【衝撃】人類が本気で失敗した巨大プロジェクト10選

第8位:チェルノブイリ原子力発電所:安全神話の崩壊

“見てはならない廃墟の地下――人類が禁忌に挑んだ原発計画の最期”と聞いて、あなたはどんな光景を思い浮かべるでしょうか。ウクライナ(旧ソ連)に建設されたチェルノブイリ原子力発電所は、かつて「安全神話」に包まれた巨大プロジェクトでした。莫大なエネルギーを得る理想の装置として、独自に開発された黒鉛減速軽水冷却沸騰水型炉(RBMK炉)が使われていました。この型の原子炉は「安定した運転ができる」とされていたものの、いくつもの設計上の弱点が潜んでいたのです。

事故前夜、原子炉では安全機能を試す実験が行われていました。

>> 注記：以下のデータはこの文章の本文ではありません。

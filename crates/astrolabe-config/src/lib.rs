use serde::Deserialize;
use std::fs;
use std::path::PathBuf;

/// Tried in order; the second form covers running from inside `apps/<name>`.
pub const CONFIG_PATHS: [&str; 2] = ["configs/astrolabe.toml", "../../configs/astrolabe.toml"];

pub const ENV_BIND: &str = "ASTROLABE_BIND";
pub const ENV_EPHEMERIS_PATH: &str = "SWISS_EPHEMERIS_PATH";
pub const ENV_GEOCODER_URL: &str = "ASTROLABE_GEOCODER_URL";

#[derive(Debug, Clone, PartialEq, Deserialize)]
#[serde(default)]
pub struct ServerSettings {
    pub bind: String,
}

impl Default for ServerSettings {
    fn default() -> Self {
        Self {
            bind: "127.0.0.1:8000".to_string(),
        }
    }
}

#[derive(Debug, Clone, PartialEq, Deserialize)]
#[serde(default)]
pub struct EphemerisSettings {
    /// Swiss Ephemeris data directory; the built-in theory is used when absent
    pub path: Option<PathBuf>,
    pub house_system: String,
}

impl Default for EphemerisSettings {
    fn default() -> Self {
        Self {
            path: None,
            house_system: "placidus".to_string(),
        }
    }
}

#[derive(Debug, Clone, PartialEq, Deserialize)]
#[serde(default)]
pub struct GeocoderSettings {
    pub endpoint: String,
    pub user_agent: String,
    pub timeout_secs: u64,
}

impl Default for GeocoderSettings {
    fn default() -> Self {
        Self {
            endpoint: "https://nominatim.openstreetmap.org/search".to_string(),
            user_agent: "astro_api".to_string(),
            timeout_secs: 10,
        }
    }
}

#[derive(Debug, Clone, PartialEq, Deserialize)]
#[serde(default)]
pub struct AspectSettings {
    pub default_orb: f64,
    pub luminary_orb: f64,
}

impl Default for AspectSettings {
    fn default() -> Self {
        Self {
            default_orb: 6.0,
            luminary_orb: 8.0,
        }
    }
}

#[derive(Debug, Clone, PartialEq, Deserialize)]
#[serde(default)]
pub struct RulerSettings {
    /// "modern" or "traditional"
    pub convention: String,
}

impl Default for RulerSettings {
    fn default() -> Self {
        Self {
            convention: "modern".to_string(),
        }
    }
}

#[derive(Debug, Clone, PartialEq, Deserialize)]
#[serde(default)]
pub struct RenderSettings {
    pub width: u32,
    pub height: u32,
}

impl Default for RenderSettings {
    fn default() -> Self {
        Self {
            width: 1500,
            height: 1500,
        }
    }
}

#[derive(Debug, Clone, Default, PartialEq, Deserialize)]
#[serde(default)]
pub struct ServiceConfig {
    pub server: ServerSettings,
    pub ephemeris: EphemerisSettings,
    pub geocoder: GeocoderSettings,
    pub aspects: AspectSettings,
    pub rulers: RulerSettings,
    pub render: RenderSettings,
}

/// Text of the first config file found, or `None` when there is none.
pub fn read_config_toml_text() -> Option<(String, &'static str)> {
    CONFIG_PATHS
        .iter()
        .find_map(|p| fs::read_to_string(p).ok().map(|text| (text, *p)))
}

pub fn parse_service_config(text: &str) -> anyhow::Result<ServiceConfig> {
    let cfg: ServiceConfig =
        toml::from_str(text).map_err(|e| anyhow::anyhow!("Failed to parse astrolabe.toml: {e}"))?;
    validate(&cfg)?;
    Ok(cfg)
}

/// Replace settings with any of the `ASTROLABE_BIND`, `SWISS_EPHEMERIS_PATH`
/// and `ASTROLABE_GEOCODER_URL` values `lookup` returns.
pub fn apply_env_overrides(cfg: &mut ServiceConfig, lookup: impl Fn(&str) -> Option<String>) {
    if let Some(bind) = lookup(ENV_BIND).filter(|v| !v.is_empty()) {
        cfg.server.bind = bind;
    }
    if let Some(path) = lookup(ENV_EPHEMERIS_PATH).filter(|v| !v.is_empty()) {
        cfg.ephemeris.path = Some(PathBuf::from(path));
    }
    if let Some(url) = lookup(ENV_GEOCODER_URL).filter(|v| !v.is_empty()) {
        cfg.geocoder.endpoint = url;
    }
}

/// Config file (or defaults) with environment overrides applied.
pub fn load_service_config() -> anyhow::Result<ServiceConfig> {
    let mut cfg = match read_config_toml_text() {
        Some((text, path)) => {
            log::info!("Loading configuration from {}", path);
            parse_service_config(&text)?
        }
        None => {
            log::info!("No astrolabe.toml found in {:?}, using defaults", CONFIG_PATHS);
            ServiceConfig::default()
        }
    };
    apply_env_overrides(&mut cfg, |key| std::env::var(key).ok());
    Ok(cfg)
}

fn validate(cfg: &ServiceConfig) -> anyhow::Result<()> {
    let orbs = [
        ("aspects.default_orb", cfg.aspects.default_orb),
        ("aspects.luminary_orb", cfg.aspects.luminary_orb),
    ];
    for (name, orb) in orbs {
        if !orb.is_finite() || orb < 0.0 || orb > 30.0 {
            anyhow::bail!("{name} must be between 0 and 30 degrees, got {orb}");
        }
    }
    if cfg.render.width == 0 || cfg.render.height == 0 {
        anyhow::bail!(
            "render size must be positive, got {}x{}",
            cfg.render.width,
            cfg.render.height
        );
    }
    if cfg.geocoder.timeout_secs == 0 {
        anyhow::bail!("geocoder.timeout_secs must be positive");
    }
    Ok(())
}

#[cfg(test)]
mod tests {
    use super::*;

    #[test]
    fn empty_file_gives_defaults() {
        let cfg = parse_service_config("").unwrap();
        assert_eq!(cfg, ServiceConfig::default());
        assert_eq!(cfg.server.bind, "127.0.0.1:8000");
        assert_eq!(cfg.aspects.luminary_orb, 8.0);
        assert_eq!(cfg.render.width, 1500);
    }

    #[test]
    fn partial_sections_keep_other_defaults() {
        let cfg = parse_service_config(
            r#"
[ephemeris]
path = "/usr/local/share/swisseph"

[rulers]
convention = "traditional"

[aspects]
default_orb = 5.0
"#,
        )
        .unwrap();
        assert_eq!(cfg.ephemeris.path, Some(PathBuf::from("/usr/local/share/swisseph")));
        assert_eq!(cfg.ephemeris.house_system, "placidus");
        assert_eq!(cfg.rulers.convention, "traditional");
        assert_eq!(cfg.aspects.default_orb, 5.0);
        assert_eq!(cfg.aspects.luminary_orb, 8.0);
    }

    #[test]
    fn malformed_file_is_an_error() {
        assert!(parse_service_config("[server\nbind = 1").is_err());
        assert!(parse_service_config("[server]\nbind = 8000").is_err());
        assert!(parse_service_config("[aspects]\ndefault_orb = -1.0").is_err());
        assert!(parse_service_config("[render]\nwidth = 0").is_err());
    }

    #[test]
    fn env_overrides_win() {
        let mut cfg = ServiceConfig::default();
        apply_env_overrides(&mut cfg, |key| match key {
            ENV_BIND => Some("0.0.0.0:9000".to_string()),
            ENV_EPHEMERIS_PATH => Some("/data/ephe".to_string()),
            ENV_GEOCODER_URL => Some(String::new()),
            _ => None,
        });
        assert_eq!(cfg.server.bind, "0.0.0.0:9000");
        assert_eq!(cfg.ephemeris.path, Some(PathBuf::from("/data/ephe")));
        assert_eq!(cfg.geocoder.endpoint, GeocoderSettings::default().endpoint);
    }
}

ところが、安全手順の不備や運転員への教育不足、そして根本的な設計の欠陥が重なり合います。その結果、出力が急上昇し、原子炉の暴走が発生。ついには建屋ごと爆発し、周辺一帯は強い放射能に汚染されてしまいました。事故の大きな原因は、「安全装置があっても設計に欠陥があれば致命的」という、当時の技術・運用への過信でした。

事故から時は流れ、チェルノブイリ原発は広大な立入封鎖区域として封印され、朽ち果てた都市や森の中に奇妙な沈黙が広がっています。一見静かな廃墟も、地下には今なお“象の足”と呼ばれる高放射能の塊が眠ると言われており、立入は厳しく制限されています。自然がゆっくりと回復する一方、突然変異した生物や異様な景色など、人類の過信が遺した不気味な痕跡は消えていません。「見てはならない廃墟」の実在。それは科学と安全にまつわる、世界に語り継がれる教訓なのです。